# Task
Scan the entries for lines with the word "when" and copy those lines.

(Saved entries)
+++++

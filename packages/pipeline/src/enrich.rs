//! Property bag enrichment.
//!
//! Maps an arbitrary source property bag onto the canonical
//! [`QuarterMetrics`] schema. Every field is coerced independently with a
//! documented default, so enrichment is total: a record can fail the
//! pipeline only on geometry, never on properties.

use quarter_map_quarter_models::{
    AccessTier, GeoPoint, ParkBreakdown, ParkGradeStats, QualityTier, QuarterMetrics,
};

/// Canonical property keys recognized by the enricher. Suppliers map
/// source-specific column/field names onto these before invoking the
/// pipeline; unknown keys are ignored.
pub const KEY_NAME: &str = "name";
/// Vegetation index key.
pub const KEY_NDVI: &str = "ndvi";
/// Population key.
pub const KEY_POPULATION: &str = "population";
/// Area (hectares) key.
pub const KEY_AREA: &str = "area";
/// Ordinal 1-5 accessibility tier key.
pub const KEY_ACCESSIBILITY: &str = "accessibility";
/// 0-100 accessibility percentage key.
pub const KEY_ACCESSIBILITY_PCT: &str = "accessibility_pct";
/// Discrete 0-3 quality tier key.
pub const KEY_QUALITY: &str = "quality";
/// Declared center latitude key.
pub const KEY_CENTER_LAT: &str = "center_lat";
/// Declared center longitude key.
pub const KEY_CENTER_LON: &str = "center_lon";

/// Park grade name fragments used in `parks_{grade}_{metric}` keys.
const PARK_GRADES: [&str; 3] = ["high", "medium", "low"];

/// Result of enriching one property bag.
#[derive(Debug, Clone, PartialEq)]
pub struct Enriched {
    /// Display name, synthesized when the source omitted one.
    pub name: String,
    /// Source-declared center, when both components were present.
    pub center: Option<GeoPoint>,
    /// Canonical metrics with per-field defaults applied.
    pub metrics: QuarterMetrics,
}

/// Coerces a raw property bag into canonical metrics and a display name.
///
/// `index` is the record's position in the batch, used only for the
/// placeholder name when the record has neither a name nor an id.
#[must_use]
pub fn enrich_properties(
    id: &str,
    properties: &serde_json::Map<String, serde_json::Value>,
    index: usize,
) -> Enriched {
    let name = get_str(properties, KEY_NAME).map_or_else(
        || {
            if id.trim().is_empty() {
                format!("Quarter #{}", index + 1)
            } else {
                format!("Quarter {id}")
            }
        },
        ToOwned::to_owned,
    );

    let center = match (
        get_f64(properties, KEY_CENTER_LON),
        get_f64(properties, KEY_CENTER_LAT),
    ) {
        (Some(lon), Some(lat)) => Some(GeoPoint::new(lon, lat)),
        _ => None,
    };

    let metrics = QuarterMetrics {
        ndvi: get_f64(properties, KEY_NDVI).unwrap_or(0.0),
        population: get_u64(properties, KEY_POPULATION).unwrap_or(0),
        area: get_f64(properties, KEY_AREA).unwrap_or(0.0),
        accessibility: get_u64(properties, KEY_ACCESSIBILITY)
            .and_then(|v| u8::try_from(v).ok())
            .and_then(|v| AccessTier::from_value(v).ok()),
        accessibility_pct: get_f64(properties, KEY_ACCESSIBILITY_PCT),
        quality: get_u64(properties, KEY_QUALITY)
            .and_then(|v| u8::try_from(v).ok())
            .and_then(|v| QualityTier::from_value(v).ok()),
        parks: park_breakdown(properties),
    };

    Enriched {
        name,
        center,
        metrics,
    }
}

/// Assembles the three-grade park breakdown when any `parks_*` key is
/// present; absent keys within a present breakdown default to zero.
fn park_breakdown(
    properties: &serde_json::Map<String, serde_json::Value>,
) -> Option<ParkBreakdown> {
    let any_park_key = properties.keys().any(|k| k.starts_with("parks_"));
    if !any_park_key {
        return None;
    }

    let grade = |name: &str| ParkGradeStats {
        count: get_u64(properties, &format!("parks_{name}_count")).unwrap_or(0),
        area: get_f64(properties, &format!("parks_{name}_area")).unwrap_or(0.0),
        ndvi: get_f64(properties, &format!("parks_{name}_ndvi")).unwrap_or(0.0),
    };

    let [high, medium, low] = PARK_GRADES.map(grade);
    Some(ParkBreakdown { high, medium, low })
}

/// Gets a non-empty trimmed string from the bag.
fn get_str<'a>(
    properties: &'a serde_json::Map<String, serde_json::Value>,
    key: &str,
) -> Option<&'a str> {
    properties
        .get(key)?
        .as_str()
        .map(str::trim)
        .filter(|s| !s.is_empty())
}

/// Gets a finite float from the bag, accepting JSON numbers and numeric
/// strings (CSV suppliers deliver everything as strings).
fn get_f64(properties: &serde_json::Map<String, serde_json::Value>, key: &str) -> Option<f64> {
    let value = properties.get(key)?;
    let parsed = value
        .as_f64()
        .or_else(|| value.as_str().and_then(|s| s.trim().parse().ok()))?;
    parsed.is_finite().then_some(parsed)
}

/// Gets a non-negative integer from the bag, accepting JSON numbers and
/// numeric strings.
fn get_u64(properties: &serde_json::Map<String, serde_json::Value>, key: &str) -> Option<u64> {
    let value = properties.get(key)?;
    value
        .as_u64()
        .or_else(|| value.as_str().and_then(|s| s.trim().parse().ok()))
}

+++++

# Response below
    /// Display name, synthesized when the source omitted one.
    /// Source-declared center, when both components were present.
/// placeholder name when the record has neither a name nor an id.
/// Assembles the three-grade park breakdown when any `parks_*` key is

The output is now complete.